Gordon Price's picture
Let's begin by killing off one of the cherished half-truths about Vancouver.

Vancouver, it is said, is the only major city in North America without freeways.

Partly true.  In the early 1970s, the citizens of this city, like many others in North America, killed the plans for a spoke-and-hub freeway network modelled on the American Interstate system that would have thrust through the inner-ring suburbs into the downtown core. And because Canada was some years behind the States and didn't have a federal Highway Trust Fund, no concrete was laid before the plans were scrapped.

But that was true only for the freeways that would have entered the City of Vancouver proper – just one of the 21 municipalities that make up Greater Vancouver.  Elsewhere, the provincial and federal governments successfully laid asphalt for the Trans-Canada Highway and connections to I-5 at the border.  And it was those freeways and the arterial grid that shaped the region's future: the suburbs beyond the traditional streetcar city would be designed and zoned on the assumption that almost everyone would drive everywhere for everything.

Today, most of Greater Vancouver looks indistinguishable from standard North American suburban sprawl - the city designed according to the ITE Handbook.  When, in 1942, the Institute of Transportation Engineers consolidated the codes needed to ensure "the efficient, free and rapid flow of traffic," it created the template that the incorporating post-war suburbs could adopt as the basis for their urban planning. 

The City of Vancouver, however, chose a different direction.  All City Councils since the 1970s, regardless of ideology, have reiterated a policy that there will be no more room for single-occupancy vehicles: no more roads, not even any more road-widening, save for the few places not already developed.  From then on, resources were increasingly devoted to a priority list that puts the pedestrian in first place, followed by cyclists, transit users, and then the car drivers.

And while critics would maintain that there hasn't been a full commitment to those priorities, the City was the first to introduce permanent traffic-calming in North America, a leader in developing high-density neighbourhoods organized around greenways, a leader in accessible design, a leader in developing a bikeway network, and, above all, a leader in saying no to more roads.

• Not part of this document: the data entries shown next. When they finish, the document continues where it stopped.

//! # Error Types: Structured Error Hierarchy
//!
//! Defines the error taxonomy shared by the Sigil stack. All errors use
//! `thiserror` for derive-based `Display` and `Error` implementations.
//!
//! ## Design
//!
//! - `Input` errors are local and user-correctable (400-level).
//! - `CryptoMismatch` errors are always fail-closed; nothing that produced
//!   one is ever partially trusted.
//! - `Artifact` errors mean circuit files are missing or corrupt. They are
//!   fatal for the operation and surfaced to an operator, never retried.
//! - `SizeLimit` errors are raised before any expensive decompression or
//!   parsing happens.
//! - A cache miss is `None`, not an error.

use thiserror::Error;

/// Top-level error type for the Sigil stack.
#[derive(Error, Debug, Clone, PartialEq)]
pub enum SigilError {
    /// Missing or malformed input field.
    #[error("input error: {0}")]
    Input(String),

    /// Hash, signature, or public-input mismatch.
    #[error("crypto mismatch: {0}")]
    CryptoMismatch(String),

    /// Missing or corrupt circuit artifact.
    #[error("artifact error: {0}")]
    Artifact(String),

    /// Payload exceeds a configured byte ceiling.
    #[error("size limit exceeded: {what} is {actual} bytes, limit {limit}")]
    SizeLimit {
        /// Which quantity overflowed (e.g. "compressed payload").
        what: &'static str,
        /// Observed size (a lower bound when aborted mid-stream).
        actual: usize,
        /// Configured ceiling.
        limit: usize,
    },

    /// Wire payload could not be decoded.
    #[error("decode error: {0}")]
    Decode(String),

    /// Canonicalization failed.
    #[error("canonicalization error: {0}")]
    Canonicalization(String),

    /// An operation exceeded its deadline or was cancelled.
    #[error("timed out: {0}")]
    Timeout(String),
}

impl From<CanonicalizationError> for SigilError {
    fn from(err: CanonicalizationError) -> Self {
        Self::Canonicalization(err.to_string())
    }
}

/// Error during canonical serialization.
#[derive(Error, Debug)]
pub enum CanonicalizationError {
    /// JSON serialization failed.
    #[error("serialization failed: {0}")]
    SerializationFailed(#[from] serde_json::Error),
}
//! # Share URLs
//!
//! Current links carry the payload in `?p=`. Older links used `?r=` or
//! `?receipt=` with the legacy uncompressed form.

use serde::Serialize;
use url::Url;

use crate::codec::{ShareCodec, SharePayload};
use crate::error::ShareError;

/// Query parameter of current share links.
pub const PAYLOAD_PARAM: &str = "p";
/// Query parameters of legacy share links, checked in order.
pub const LEGACY_PARAMS: [&str; 2] = ["r", "receipt"];

impl ShareCodec {
    /// Build a share URL by appending `?p=<payload>` to `base`.
    pub fn share_url(&self, base: &Url, bundle: &impl Serialize) -> Result<Url, ShareError> {
        let payload = self.encode(bundle)?;
        let mut url = base.clone();
        url.query_pairs_mut().append_pair(PAYLOAD_PARAM, &payload);
        Ok(url)
    }

    /// Decode the payload carried by a share URL.
    pub fn decode_url(&self, url: &str) -> Result<SharePayload, ShareError> {
        let url = Url::parse(url.trim()).map_err(|e| ShareError::Decode(format!("url: {e}")))?;
        let param = |name: &str| {
            url.query_pairs()
                .find(|(k, _)| k == name)
                .map(|(_, v)| v.into_owned())
        };
        if let Some(payload) = param(PAYLOAD_PARAM) {
            return self.decode(&payload);
        }
        for name in LEGACY_PARAMS {
            if let Some(payload) = param(name) {
                return self.decode_legacy(&payload);
            }
        }
        Err(ShareError::Decode("url carries no share payload".into()))
    }
}

/// Decode the payload of a share URL with default limits.
pub fn decode_share_url(url: &str) -> Result<SharePayload, ShareError> {
    ShareCodec::default().decode_url(url)
}

/// Lenient form of [`decode_share_url`] for link previews: any failure is
/// `None`.
pub fn try_decode_share_url(url: &str) -> Option<SharePayload> {
    match decode_share_url(url) {
        Ok(payload) => Some(payload),
        Err(e) => {
            tracing::debug!(error = %e, "ignoring undecodable share url");
            None
        }
    }
}
//! # Share Subcommand
//!
//! `encode` prints a `c1:` payload (or a full URL with `--base-url`);
//! `decode` accepts a bare payload or a share URL and prints the bundle.

use std::path::PathBuf;

use anyhow::{Context, Result};
use clap::{Args, Subcommand};
use serde_json::Value;
use sigil_share::{ShareCodec, SharePayload};
use url::Url;

use crate::read_json;

#[derive(Args, Debug)]
pub struct ShareArgs {
    #[command(subcommand)]
    pub command: ShareCommand,
}

#[derive(Subcommand, Debug)]
pub enum ShareCommand {
    /// Encode a JSON file as a share payload.
    Encode {
        file: PathBuf,
        /// Emit a full share URL with `?p=` appended to this base.
        #[arg(long)]
        base_url: Option<Url>,
        /// Uncompressed base64url form understood by older readers.
        #[arg(long, conflicts_with = "base_url")]
        legacy: bool,
    },

    /// Decode a share payload or URL.
    Decode {
        /// `c1:` payload, legacy payload, or URL carrying `?p=` / `?r=`.
        input: String,
    },
}

/// Execute the share subcommand.
pub fn run_share(args: &ShareArgs) -> Result<u8> {
    let codec = ShareCodec::default();
    match &args.command {
        ShareCommand::Encode {
            file,
            base_url,
            legacy,
        } => {
            let bundle = read_json(file)?;
            println!("{}", encode(&codec, &bundle, base_url.as_ref(), *legacy)?);
        }
        ShareCommand::Decode { input } => {
            let decoded = decode(&codec, input)?;
            tracing::info!(format = ?decoded.format, "decoded share payload");
            println!("{}", serde_json::to_string_pretty(&decoded.bundle)?);
        }
    }
    Ok(0)
}

pub fn encode(
    codec: &ShareCodec,
    bundle: &Value,
    base_url: Option<&Url>,
    legacy: bool,
) -> Result<String> {
    if legacy {
        return Ok(codec.encode_legacy(bundle)?);
    }
    match base_url {
        Some(base) => Ok(codec.share_url(base, bundle)?.to_string()),
        None => Ok(codec.encode(bundle)?),
    }
}

/// Anything that parses as an absolute URL is treated as a share link.
pub fn decode(codec: &ShareCodec, input: &str) -> Result<SharePayload> {
    let input = input.trim();
    if Url::parse(input).is_ok() {
        return codec.decode_url(input).context("cannot decode share url");
    }
    codec.decode(input).context("cannot decode share payload")
}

And Vancouver ended up being, by several surveys, the most livable city in the world.

Not a coincidence.

Unfortunately, the lessons were not taken seriously by the highway planners and politicians who still run the provincial Ministry of Transport.  Successfully lobbied by the trucking lobby, road builders and business leaders, the province is fully committed to expanding the freeway system in almost every direction, locking the next generation into their cars and trucks.  Even though they know it won't work, have nowhere to point to for a successful model, and don't care.

So now there are two Vancouvers, each heading in a different direction: one, with its 19th-century grid and streetcar fabric still intact, serving as a high-density model for the 21st century.  The other, as the project manager for the freeway expansion recently said, "completing the transportation vision of the 1960s."

Gordon Price is the director of the city program at Simon Fraser University.